乱暴な男口調で話す緑髪の左側を結わえている女性に銀髪の少女が答える。

 

「興味ないわよ、そんなもの。あんなの従わせるための口実にに決まってるじゃない。本当はあの金髪少女の神器を手に入れるためにやったこと。あの巨体妖魔はただの囮と隠蔽が役目。最初から願いを叶える気なんかないわ。まあそれも、この弱虫妖魔のせいで結局は捨て駒になっちゃったけどね」

 

銀髪の少女に指をさされ、ラルドがうっと声を詰まらせる。

 

「ああそうかよ。くだらねぇこと聞いちまった」

 

女性は頭を掻きながら答える。

 

「ねぇねぇ、あの猫の子って可愛いよねぇ~。私、あの子と一緒にお茶を飲みたいなぁ~。リーシャちゃん、紅茶飲む?」

 

このメンバーではあまりにも不相応な明るい声で話しかけるのは、緑色の燕尾服でシルクハットを被っている、まだ幼さのある少女。

 

少女は椅子に座ってテーブルの上の紅茶を啜って、クッキーやビスケットといったお菓子を食べている。

 

どういう原理で浮いているのかはわからないが、とにかく少女はティーパーティーを楽しんでいた。

 

「いらねぇよ」

 

「何でぇ~!? せっかく美味しそうな紅茶とお菓子も用意してるのにぃ~!」

 

「アタシは甘いものが大嫌いなんだよ!! 大体何でこんな場所でお茶なんかしてんだよ、頭湧いてんのか!?」

 

「ぶぅー! アリスが何をしようとアリスの勝手でしょ~!?」

 

「ンだよテメェ。
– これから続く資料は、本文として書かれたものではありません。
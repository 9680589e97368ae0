use serde::Serialize;

use crate::domain::models::location::{City, Phase};
use crate::domain::models::property::{Property, PropertyStatus};

#[derive(Serialize)]
pub struct CityRow {
    pub city: City,
    pub state_name: String,
}

#[derive(Serialize)]
pub struct PhaseRow {
    pub phase: Phase,
    pub city_name: String,
}

#[derive(Serialize)]
pub struct AgentOption {
    pub id: String,
    pub username: String,
}

#[derive(Serialize, Default, Debug, PartialEq, Eq)]
pub struct PropertyStats {
    pub total: usize,
    pub available: usize,
    pub sold: usize,
    pub in_installment: usize,
}

impl PropertyStats {
    pub fn tally(properties: &[Property]) -> Self {
        let count = |status: PropertyStatus| properties.iter().filter(|p| p.status == status).count();
        Self {
            total: properties.len(),
            available: count(PropertyStatus::Available),
            sold: count(PropertyStatus::Sold),
            in_installment: count(PropertyStatus::InInstallment),
        }
    }
}
use axum::{
    extract::State,
    http::StatusCode,
    response::{IntoResponse, Response},
    Form,
};
use std::sync::Arc;
use tera::Context;
use tower_cookies::Cookies;

use crate::api::dtos::requests::ProfileForm;
use crate::api::extractors::auth::AuthUser;
use crate::api::handlers::dialog::{close, press};
use crate::api::views::Page;
use crate::domain::dialogs::{
    profile_editor::{ProfileDraft, ProfileEditor},
    EditDialog,
};
use crate::domain::models::auth::Principal;
use crate::error::AppError;
use crate::state::AppState;

const PROFILE_ROUTE: &str = "/profile";

async fn open_own_profile(state: &AppState, principal: &Principal) -> Result<EditDialog<ProfileDraft>, AppError> {
    let user = state.user_directory.find_by_id(&principal.user_id).await?
        .ok_or(AppError::NotFound("User not found".into()))?;
    let editor = ProfileEditor::new(state.user_directory.clone());
    Ok(EditDialog::open(Arc::new(editor), &user, || {}))
}

fn render_profile(
    state: &Arc<AppState>,
    principal: &Principal,
    cookies: &Cookies,
    dialog: &mut EditDialog<ProfileDraft>,
    status: StatusCode,
) -> Result<Response, AppError> {
    let mut page = Page::new(state, principal, PROFILE_ROUTE, cookies);
    page.notify_all(dialog.take_notifications());

    let mut ctx = Context::new();
    ctx.insert("title", "Profile");
    ctx.insert("draft", dialog.draft());
    Ok((status, page.render("profile_edit.html", ctx)?).into_response())
}

pub async fn profile_page(
    State(state): State<Arc<AppState>>,
    AuthUser(principal): AuthUser,
    cookies: Cookies,
) -> Result<Response, AppError> {
    let mut dialog = open_own_profile(&state, &principal).await?;
    render_profile(&state, &principal, &cookies, &mut dialog, StatusCode::OK)
}

pub async fn update_profile(
    State(state): State<Arc<AppState>>,
    AuthUser(principal): AuthUser,
    cookies: Cookies,
    Form(form): Form<ProfileForm>,
) -> Result<Response, AppError> {
    principal.verify_csrf(&form.csrf_token)?;

    let action = form.action;
    let mut dialog = open_own_profile(&state, &principal).await?.with_draft(form.into_draft());

    match press(&mut dialog, action).await {
        None => Ok(close(&cookies, &mut dialog, "/dashboard")),
        Some(status) => render_profile(&state, &principal, &cookies, &mut dialog, status),
    }
}
//! Form bodies posted by the back-office pages.
//!
//! Every field defaults to empty so that a partially filled form still
//! reaches the dialog, which reports what is missing.

use serde::Deserialize;

use crate::domain::dialogs::{
    city_editor::CityDraft, profile_editor::ProfileDraft, property_editor::PropertyDraft,
    user_editor::UserDraft,
};

#[derive(Deserialize)]
pub struct LoginForm {
    #[serde(default)]
    pub username: String,
    #[serde(default)]
    pub password: String,
}

#[derive(Deserialize, Default)]
pub struct CsrfForm {
    #[serde(default)]
    pub csrf_token: String,
}

/// Button pressed on an edit dialog.
#[derive(Debug, Clone, Copy, PartialEq, Eq, Default, Deserialize)]
#[serde(rename_all = "lowercase")]
pub enum DialogAction {
    #[default]
    Save,
    Delete,
    Discard,
}

#[derive(Deserialize, Default)]
#[serde(default)]
pub struct UserEditForm {
    pub csrf_token: String,
    pub action: DialogAction,
    pub first_name: String,
    pub middle_name: String,
    pub last_name: String,
    pub email: String,
    pub username: String,
    pub phone_number: String,
    pub house_number: String,
    pub street: String,
    pub city: String,
    pub state: String,
    pub postal_code: String,
    pub role: String,
    pub password: String,
}

impl UserEditForm {
    pub fn into_draft(self) -> UserDraft {
        UserDraft {
            first_name: self.first_name,
            middle_name: self.middle_name,
            last_name: self.last_name,
            email: self.email,
            username: self.username,
            phone_number: self.phone_number,
            house_number: self.house_number,
            street: self.street,
            city: self.city,
            state: self.state,
            postal_code: self.postal_code,
            role: self.role.parse().ok(),
            password: self.password,
        }
    }
}

#[derive(Deserialize, Default)]
#[serde(default)]
pub struct CreateUserForm {
    pub csrf_token: String,
    pub first_name: String,
    pub last_name: String,
    pub email: String,
    pub username: String,
    pub phone_number: String,
    pub role: String,
    pub password: String,
}

#[derive(Deserialize, Default)]
#[serde(default)]
pub struct ProfileForm {
    pub csrf_token: String,
    pub action: DialogAction,
    pub first_name: String,
    pub middle_name: String,
    pub last_name: String,
    pub email: String,
    pub phone_number: String,
    pub house_number: String,
    pub street: String,
    pub city: String,
    pub state: String,
    pub postal_code: String,
    pub password: String,
}

impl ProfileForm {
    pub fn into_draft(self) -> ProfileDraft {
        ProfileDraft {
            first_name: self.first_name,
            middle_name: self.middle_name,
            last_name: self.last_name,
            email: self.email,
            phone_number: self.phone_number,
            house_number: self.house_number,
            street: self.street,
            city: self.city,
            state: self.state,
            postal_code: self.postal_code,
            password: self.password,
        }
    }
}

#[derive(Deserialize, Default)]
#[serde(default)]
pub struct CreateStateForm {
    pub csrf_token: String,
    pub name: String,
    pub state_code: String,
}

#[derive(Deserialize, Default)]
#[serde(default)]
pub struct CityForm {
    pub csrf_token: String,
    pub action: DialogAction,
    pub name: String,
    pub city_code: String,
    pub state_id: String,
}

impl CityForm {
    pub fn into_draft(self) -> CityDraft {
        CityDraft {
            name: self.name,
            city_code: self.city_code,
            state_id: self.state_id,
        }
    }
}

#[derive(Deserialize, Default)]
#[serde(default)]
pub struct CreatePhaseForm {
    pub csrf_token: String,
    pub name: String,
    pub city_id: String,
}

#[derive(Deserialize, Default)]
#[serde(default)]
pub struct PropertyForm {
    pub csrf_token: String,
    pub action: DialogAction,
    pub title: String,
    pub description: String,
    pub street: String,
    pub phase_id: String,
    pub property_type: String,
    pub status: String,
    pub price: String,
    pub agent_id: String,
}

impl PropertyForm {
    pub fn into_draft(self) -> PropertyDraft {
        PropertyDraft {
            title: self.title,
            description: self.description,
            street: self.street,
            phase_id: self.phase_id,
            property_type: self.property_type.parse().ok(),
            status: self.status.parse().ok(),
            price: self.price,
            agent_id: self.agent_id,
        }
    }
}

#[derive(Deserialize, Default)]
#[serde(default)]
pub struct CreatePropertyForm {
    pub csrf_token: String,
    pub title: String,
    pub phase_id: String,
    pub property_type: String,
    pub price: String,
}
やるってのか、このチビ!!」

 

リーシャと呼ばれた女性に怒鳴られた少女がムスッとした顔でプンプンと子供っぽく怒る。

 

今にも喧嘩が始まりそうな空気になったとき・・・

 

「じゃあ、アタシがもらおうかしら」

 

銀髪の少女がそう言うと燕尾服の少女は嬉しそうな顔をする。カラフルなティーポットでティーカップに紅茶を注ぐと差し出す。

 

それを見たリーシャは「ケッ」という苛立ったような声を上げて背を向ける。

 

「リーシャはもう少し頭を冷やしたほうがいいのではなくて? いつまでもそんな感じだと頭が沸騰して思考回路が可笑しくなるわよ?」

 

「うるせぇ。テメェもブッ殺すぞ」

 

シフォンが若干小馬鹿にしたような感じで不敵に笑うと、リーシャから拗ねたような声が聞こえた。それを見ていた黒衣の女性はクスクスと笑った。

 

一方の銀髪の少女は紅茶の入ったティーカップを受け取り、教会を眺めながら紅茶をズズ・・と啜る。

 

「・・・甘いわね。でもアタシのゲームはそんなに甘くないわ」

 

悪戯っぽい不敵な笑みを浮かべながら、銀髪の少女が更に口を開く。